Work required
One number should be the full reply: how many lines of the material below contain "defaults".

The data
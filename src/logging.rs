use tracing_subscriber::{EnvFilter, fmt, layer::SubscriberExt, util::SubscriberInitExt};

/// Initialize logging based on the debug/quiet flags
pub fn init_logging(debug: bool, quiet: bool) {
    let env_filter = if debug {
        EnvFilter::new("wikigen=debug")
    } else if quiet {
        EnvFilter::new("wikigen=error")
    } else {
        EnvFilter::new("wikigen=info")
    };

    let fmt_layer = fmt::layer()
        .with_target(false)
        .with_thread_ids(false)
        .with_thread_names(false)
        .with_line_number(debug)
        .with_file(debug)
        .with_writer(std::io::stderr);

    tracing_subscriber::registry()
        .with(env_filter)
        .with(fmt_layer)
        .init();
}
//! Configuration loading with layered merge
//!
//! Settings come from an optional TOML file; the credential comes from the
//! process environment (with `.env` support). Everything has a default, so
//! no file is required.

use serde::{Deserialize, Serialize};
use std::path::{Path, PathBuf};
use thiserror::Error;

/// Environment variable holding the completion endpoint credential.
pub const API_KEY_VAR: &str = "OPENAI_API_KEY";

/// A fatal configuration problem, reported before any work starts
#[derive(Debug, Clone, Error)]
#[error("configuration error: {message}")]
pub struct ConfigError {
    pub message: String,
}

impl ConfigError {
    pub fn new(message: impl Into<String>) -> Self {
        Self {
            message: message.into(),
        }
    }
}

/// Top-level wikigen configuration
#[derive(Debug, Clone, Default, Deserialize, Serialize)]
#[serde(deny_unknown_fields)]
pub struct WikigenConfig {
    /// Completion endpoint settings
    #[serde(default)]
    pub completion: CompletionSettings,
}

/// Settings for the completion endpoint
#[derive(Debug, Clone, Deserialize, Serialize)]
#[serde(deny_unknown_fields)]
pub struct CompletionSettings {
    /// Base URL of the OpenAI-compatible API
    #[serde(default = "default_base_url")]
    pub base_url: String,

    /// Model ID sent with every request
    #[serde(default = "default_model")]
    pub model: String,

    /// Sampling temperature, must stay in [0, 2]
    #[serde(default = "default_temperature")]
    pub temperature: f32,

    /// Per-request timeout in seconds
    #[serde(default = "default_timeout_secs")]
    pub timeout_secs: u64,
}

fn default_base_url() -> String {
    "https://api.openai.com/v1".into()
}

fn default_model() -> String {
    "gpt-4".into()
}

fn default_temperature() -> f32 {
    0.2
}

fn default_timeout_secs() -> u64 {
    300
}

impl Default for CompletionSettings {
    fn default() -> Self {
        Self {
            base_url: default_base_url(),
            model: default_model(),
            temperature: default_temperature(),
            timeout_secs: default_timeout_secs(),
        }
    }
}

impl WikigenConfig {
    /// Load configuration from the standard hierarchy
    ///
    /// Load order (later overrides earlier):
    /// 1. Built-in defaults
    /// 2. ~/.config/wikigen/config.toml
    /// 3. .wikigen/config.toml (project)
    pub fn load(project_dir: Option<&Path>) -> Result<Self, ConfigError> {
        let mut config = Self::default();

        if let Some(user_config_path) = Self::user_config_path() {
            if user_config_path.exists() {
                config.merge(Self::load_file(&user_config_path)?);
            }
        }

        let project_config_path = project_dir
            .map(|p| p.join(".wikigen/config.toml"))
            .unwrap_or_else(|| PathBuf::from(".wikigen/config.toml"));

        if project_config_path.exists() {
            config.merge(Self::load_file(&project_config_path)?);
        }

        config.validate()?;

        Ok(config)
    }

    /// Load configuration from a specific file
    pub fn load_file(path: &Path) -> Result<Self, ConfigError> {
        let contents = std::fs::read_to_string(path)
            .map_err(|e| ConfigError::new(format!("reading {}: {}", path.display(), e)))?;
        let config: Self = toml::from_str(&contents)
            .map_err(|e| ConfigError::new(format!("parsing {}: {}", path.display(), e)))?;
        Ok(config)
    }

    /// Get the user config path (~/.config/wikigen/config.toml)
    pub fn user_config_path() -> Option<PathBuf> {
        dirs::config_dir().map(|p| p.join("wikigen/config.toml"))
    }

    /// Merge another config into this one (other takes precedence)
    pub fn merge(&mut self, other: Self) {
        let defaults = CompletionSettings::default();

        if other.completion.base_url != defaults.base_url {
            self.completion.base_url = other.completion.base_url;
        }
        if other.completion.model != defaults.model {
            self.completion.model = other.completion.model;
        }
        if other.completion.temperature != defaults.temperature {
            self.completion.temperature = other.completion.temperature;
        }
        if other.completion.timeout_secs != defaults.timeout_secs {
            self.completion.timeout_secs = other.completion.timeout_secs;
        }
    }

    /// Reject settings the completion endpoint would misbehave on
    pub fn validate(&self) -> Result<(), ConfigError> {
        let t = self.completion.temperature;
        if !(0.0..=2.0).contains(&t) {
            return Err(ConfigError::new(format!(
                "temperature must be between 0 and 2, got {}",
                t
            )));
        }
        if self.completion.base_url.trim().is_empty() {
            return Err(ConfigError::new("completion base_url must not be empty"));
        }
        Ok(())
    }
}

/// Resolve the API credential from the environment.
///
/// `dotenvy::dotenv()` should already have run by the time this is called,
/// so a key in a local `.env` file counts as configured.
pub fn api_key() -> Result<String, ConfigError> {
    api_key_from(|name| std::env::var(name).ok())
}

fn api_key_from(lookup: impl Fn(&str) -> Option<String>) -> Result<String, ConfigError> {
    match lookup(API_KEY_VAR) {
        Some(key) if !key.trim().is_empty() => Ok(key),
        _ => Err(ConfigError::new(format!(
            "{} not set; export it or add it to a .env file",
            API_KEY_VAR
        ))),
    }
}
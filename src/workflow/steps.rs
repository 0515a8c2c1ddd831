//! The registered documentation steps
//!
//! The step set is a declarative list of value records executed by the
//! runner's generic loop. Order matters: steps run top to bottom, and each
//! writes its own fixed-named file into the wiki directory.

use crate::listing::SourceListing;

/// One unit of the workflow: a name, a prompt, an output artifact.
#[derive(Debug, Clone, Copy)]
pub struct Step {
    /// Step name, used in progress output and step-scoped errors
    pub name: &'static str,

    /// File written into the wiki directory, overwriting any prior run
    pub output_file: &'static str,

    /// Builds the prompt for this step from the source listing
    pub prompt: fn(&SourceListing) -> String,
}

/// The workflow, in execution order.
pub const STEPS: &[Step] = &[
    Step {
        name: "structure-overview",
        output_file: "structure.md",
        prompt: structure_prompt,
    },
    Step {
        name: "test-stub-generation",
        output_file: "tests.md",
        prompt: tests_prompt,
    },
    Step {
        name: "docstring-generation",
        output_file: "docstrings.md",
        prompt: docstrings_prompt,
    },
    Step {
        name: "wiki-generation",
        output_file: "overview.md",
        prompt: wiki_prompt,
    },
    Step {
        name: "get-started-guide-generation",
        output_file: "get_started.md",
        prompt: get_started_prompt,
    },
];

fn structure_prompt(listing: &SourceListing) -> String {
    format!(
        "Analyze the following codebase structure and provide a brief overview:\n{}",
        listing.files().join("\n")
    )
}

fn tests_prompt(_listing: &SourceListing) -> String {
    "Generate test stubs for the key functions in the codebase.".into()
}

fn docstrings_prompt(_listing: &SourceListing) -> String {
    "Write helpful docstrings for each function and class in the codebase.".into()
}

fn wiki_prompt(_listing: &SourceListing) -> String {
    "Based on previous analysis and tests, write a technical documentation wiki in markdown."
        .into()
}

fn get_started_prompt(_listing: &SourceListing) -> String {
    "Write a Get Started guide for developers using this documented codebase.".into()
}
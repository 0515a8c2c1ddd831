//! Core types for prompt completion

use async_trait::async_trait;
use thiserror::Error;

/// Errors from a completion call
#[derive(Debug, Clone, Error)]
pub enum CompletionError {
    /// The endpoint rejected the credential
    #[error("authentication failed: {message}")]
    Auth { message: String },

    /// The request never produced a usable HTTP response
    #[error("transport error: {message}")]
    Transport { message: String },

    /// The endpoint responded, but with something unusable
    #[error("upstream error: {message}")]
    Upstream { message: String },
}

impl CompletionError {
    /// Create an auth error
    pub fn auth(message: impl Into<String>) -> Self {
        Self::Auth {
            message: message.into(),
        }
    }

    /// Create a transport error
    pub fn transport(message: impl Into<String>) -> Self {
        Self::Transport {
            message: message.into(),
        }
    }

    /// Create an upstream error
    pub fn upstream(message: impl Into<String>) -> Self {
        Self::Upstream {
            message: message.into(),
        }
    }
}

/// Trait for completion clients
///
/// Implementations send one prompt and return the completion text with
/// leading/trailing whitespace stripped. Every call is one-shot: no retry,
/// no backoff, no caching.
#[async_trait]
pub trait Completion: Send + Sync {
    async fn complete(&self, prompt: &str) -> Result<String, CompletionError>;
}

Solution for this exercise
6